Fig. 4: Ablation of FAP⁺ cells alters the stromal landscape, rapidly depletes matrix and enhances T cell infiltration.

a Representative (top) and quantification of (bottom) multiplex immunofluorescence images in tumors 1 week (left) and 2 weeks (right) post-treatment with PBS, MigR control or FAP-CAR T cells. First row depicts staining for stromal cell profiles, including FAP (green), α-SMA (red) and PDGFR-α (magenta). Second row depicts staining for ECM components including collagen hybridizing peptide (CHP) that detects remodeled collagen (red) and FN (green). Third row depicts distribution of T cells (CD3, red) and their spatial relationships to tumor cells (PanCK, green) and stromal cells (PDPN, magenta). Nuclei were stained with DAPI (blue). Scale bar: 100 μm. b t-SNE of multi-parametric flow cytometry demonstrating the immune cell profiles based on the gating strategy as depicted in Supplementary Fig. 8, including lymphocyte (left) and myeloid cells (right) in tumors 1 week (Top row) and 2 weeks (bottom row) post-treatment with PBS, MigR control or FAP-CAR T cells. The percentages of indicated immune cell subpopulations in total live cells or CD45.2⁺ cells from tumors for each group of mice quantified based on multi-parametric flow cytometry analysis.
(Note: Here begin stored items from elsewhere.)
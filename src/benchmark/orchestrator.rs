// src/benchmark/orchestrator.rs
//! The Refresh Orchestrator - central coordinator for benchmark refreshes.
//! Decides per request whether to serve cache, attach to an in-flight job, or
//! run a fresh computation under the per-key refresh lock.

use crate::{
    benchmark::engine::compute_benchmark,
    benchmark::types::{BenchmarkSnapshot, RefreshOptions, RefreshOutcome},
    config::Config,
    error::{FailureReason, Result},
    history::{HistoryOutcome, RefreshHistory},
    ledger::{Job, JobLedger},
    locks::{AcquireOutcome, RefreshLockManager},
    metrics::Metrics,
    providers::{RawDataProvider, SnapshotStore},
    rate_limit::{Admission, RateLimiter},
    utils::TokenResourceKey,
};

use chrono::Utc;
use futures::future::join_all;
use log::{debug, error, info, warn};
use std::sync::Arc;
use std::time::Instant;
use uuid::Uuid;

pub struct RefreshOrchestrator {
    config: Arc<Config>,
    ledger: Arc<JobLedger>,
    locks: RefreshLockManager,
    history: Arc<RefreshHistory>,
    limiter: Arc<RateLimiter>,
    provider: Arc<dyn RawDataProvider>,
    snapshots: Arc<dyn SnapshotStore>,
    metrics: Arc<Metrics>,
}

impl RefreshOrchestrator {
    #[allow(clippy::too_many_arguments)]
    pub fn new(
        config: Arc<Config>,
        ledger: Arc<JobLedger>,
        locks: RefreshLockManager,
        history: Arc<RefreshHistory>,
        limiter: Arc<RateLimiter>,
        provider: Arc<dyn RawDataProvider>,
        snapshots: Arc<dyn SnapshotStore>,
        metrics: Arc<Metrics>,
    ) -> Self {
        Self {
            config,
            ledger,
            locks,
            history,
            limiter,
            provider,
            snapshots,
            metrics,
        }
    }

    /// One refresh request. Never returns a raw internal error: every failure
    /// is a terminal `Failed` with a stable reason code, and the refresh lock
    /// is back in the table's hands whatever path this takes.
    pub async fn request_refresh(
        &self,
        key: &TokenResourceKey,
        options: RefreshOptions,
    ) -> RefreshOutcome {
        // 1. Admission. Denials never touch the lock.
        if let Admission::Denied { retry_after } = self.limiter.admit(&key.to_string()) {
            self.metrics.log_rate_limit_denial(&key.to_string());
            return RefreshOutcome::Failed {
                reason: FailureReason::RateLimited {
                    retry_after_ms: retry_after.as_millis() as u64,
                },
            };
        }

        // 2. Freshness window. A read failure here only costs a recompute.
        if !options.force {
            match self.snapshots.get_latest(key).await {
                Ok(Some(snapshot))
                    if snapshot.is_fresh(Utc::now(), self.config.freshness_window_secs) =>
                {
                    debug!("Serving cached benchmark for {}", key);
                    self.metrics.log_refresh_served(key, true, 0);
                    return RefreshOutcome::Served {
                        snapshot,
                        from_cache: true,
                    };
                }
                Ok(_) => {}
                Err(e) => warn!("Snapshot read failed for {}: {}. Recomputing.", key, e),
            }
        }

        // 3. Coordination. The ledger record exists before the lock publishes
        // its id, so any `Queued { job_id }` a contender receives is already
        // pollable. A loser backs its record out.
        let job_id = Uuid::new_v4();
        let job = self.ledger.create_job(job_id, key.clone());
        let ttl = chrono::Duration::seconds(self.config.lock_ttl_secs as i64);
        let mut guard = match self.locks.try_acquire(key, job_id, ttl) {
            AcquireOutcome::Busy { holder_job_id, .. } => {
                self.ledger.abandon(job_id);
                self.metrics.log_busy_attach(key);
                return RefreshOutcome::Queued {
                    job_id: holder_job_id,
                };
            }
            AcquireOutcome::Acquired(guard) => guard,
        };

        self.metrics.log_job_created(key, job.attempt);

        let started = Instant::now();
        let outcome = match self.run_refresh(key, job_id).await {
            Ok(snapshot) => {
                let duration_ms = started.elapsed().as_millis() as u64;
                self.history
                    .append(key.clone(), job_id, HistoryOutcome::Success, duration_ms);
                self.metrics.log_refresh_served(key, false, duration_ms);
                info!(
                    "Benchmark refreshed for {} in {}ms (control risk {:.1})",
                    key, duration_ms, snapshot.scores.control_risk
                );
                RefreshOutcome::Served {
                    snapshot,
                    from_cache: false,
                }
            }
            Err(e) => {
                let duration_ms = started.elapsed().as_millis() as u64;
                let reason = FailureReason::from(&e);
                warn!("Refresh failed for {} after {}ms: {}", key, duration_ms, e);
                if let Err(ledger_err) = self.ledger.mark_error(job_id, reason) {
                    error!(
                        "Could not record failure on job {}: {}",
                        job_id, ledger_err
                    );
                }
                self.history.append(
                    key.clone(),
                    job_id,
                    HistoryOutcome::Error(reason),
                    duration_ms,
                );
                self.metrics.log_refresh_failed(key, reason);
                RefreshOutcome::Failed { reason }
            }
        };
        // The guard would release on drop anyway; releasing here keeps the
        // handoff visible at the single exit point.
        guard.release();
        outcome
    }

    /// The locked section: job lifecycle, raw-data fetch, compute, persist.
    /// Input-validation errors from the metric engine propagate untouched.
    async fn run_refresh(
        &self,
        key: &TokenResourceKey,
        job_id: Uuid,
    ) -> Result<BenchmarkSnapshot> {
        self.ledger.mark_running(job_id)?;

        let holders = self
            .provider
            .fetch_holder_balances(key.chain_id, &key.contract_address)
            .await?;
        let liquidity = self
            .provider
            .fetch_liquidity_inputs(key.chain_id, &key.contract_address)
            .await?;
        let governance = self
            .provider
            .fetch_governance_inputs(key.chain_id, &key.contract_address)
            .await?;

        let balances: Vec<f64> = holders.iter().map(|h| h.balance).collect();
        let scores = compute_benchmark(
            &balances,
            &liquidity,
            &governance,
            &self.config.thresholds,
            &self.config.weights,
        )?;

        let snapshot = BenchmarkSnapshot::new(key.clone(), scores);
        self.snapshots.put(snapshot.clone()).await?;
        self.ledger.mark_success(job_id, snapshot.id)?;
        Ok(snapshot)
    }

    /// Read-only passthrough to the snapshot store.
    pub async fn get_latest_benchmark(
        &self,
        key: &TokenResourceKey,
    ) -> Result<Option<BenchmarkSnapshot>> {
        self.snapshots.get_latest(key).await
    }

    /// Read-only passthrough to the job ledger.
    pub fn get_job_status(&self, job_id: Uuid) -> Option<Job> {
        self.ledger.get(job_id)
    }

    /// Drives one refresh pass over a set of keys, fanned out concurrently
    /// since distinct keys never contend; returns how many were served (fresh
    /// or cached). Used by the service cycle loop.
    pub async fn run_refresh_cycle(&self, keys: &[TokenResourceKey]) -> usize {
        let outcomes = join_all(
            keys.iter()
                .map(|key| self.request_refresh(key, RefreshOptions::default())),
        )
        .await;

        let mut served = 0;
        for (key, outcome) in keys.iter().zip(outcomes) {
            match outcome {
                RefreshOutcome::Served { .. } => served += 1,
                RefreshOutcome::Queued { job_id } => {
                    debug!("Refresh for {} already in flight (job {})", key, job_id)
                }
                RefreshOutcome::Failed { reason } => {
                    warn!("Cycle refresh failed for {}: {}", key, reason)
                }
            }
        }
        served
    }

    pub fn metrics(&self) -> &Metrics {
        &self.metrics
    }

    pub fn history(&self) -> &RefreshHistory {
        &self.history
    }

    pub fn ledger(&self) -> &JobLedger {
        &self.ledger
    }
}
Data points are mean ± SD (n = 5 per group) and groups were compared using two-way ANOVA with Tukey’s multiple comparisons tests. ^*p < 0.05, ^**p < 0.01, ^***p < 0.001, and ^****p < 0.0001. a. PDGFRα (post 1 week): PBS vs. FAP-CAR, p = 0.032. PDGFRα (post 2 weeks): PBS vs. FAP-CAR, p = 0.002. Fibronectin (post 1 week): MigR vs. FAP-CAR, p = 0.022. CD3 (post 1 week): MigR vs. FAP-CAR, p = 0.005. PanCK (post 2 weeks): MigR vs. FAP-CAR, p = 0.004. b post 1 week: CD3 PBS vs. FAP-CAR, p = 0.047. CD8 PBS vs. FAP-CAR, p = 0.004, MigR vs. FAP-CAR, p = 0.020. post 2 weeks: Ly6C^lowLy6G⁺ MigR vs. FAP-CAR, p = 0.006. The p values for remaining comparisons are all <0.001 or <0.0001. Source data are provided as a Source Data file.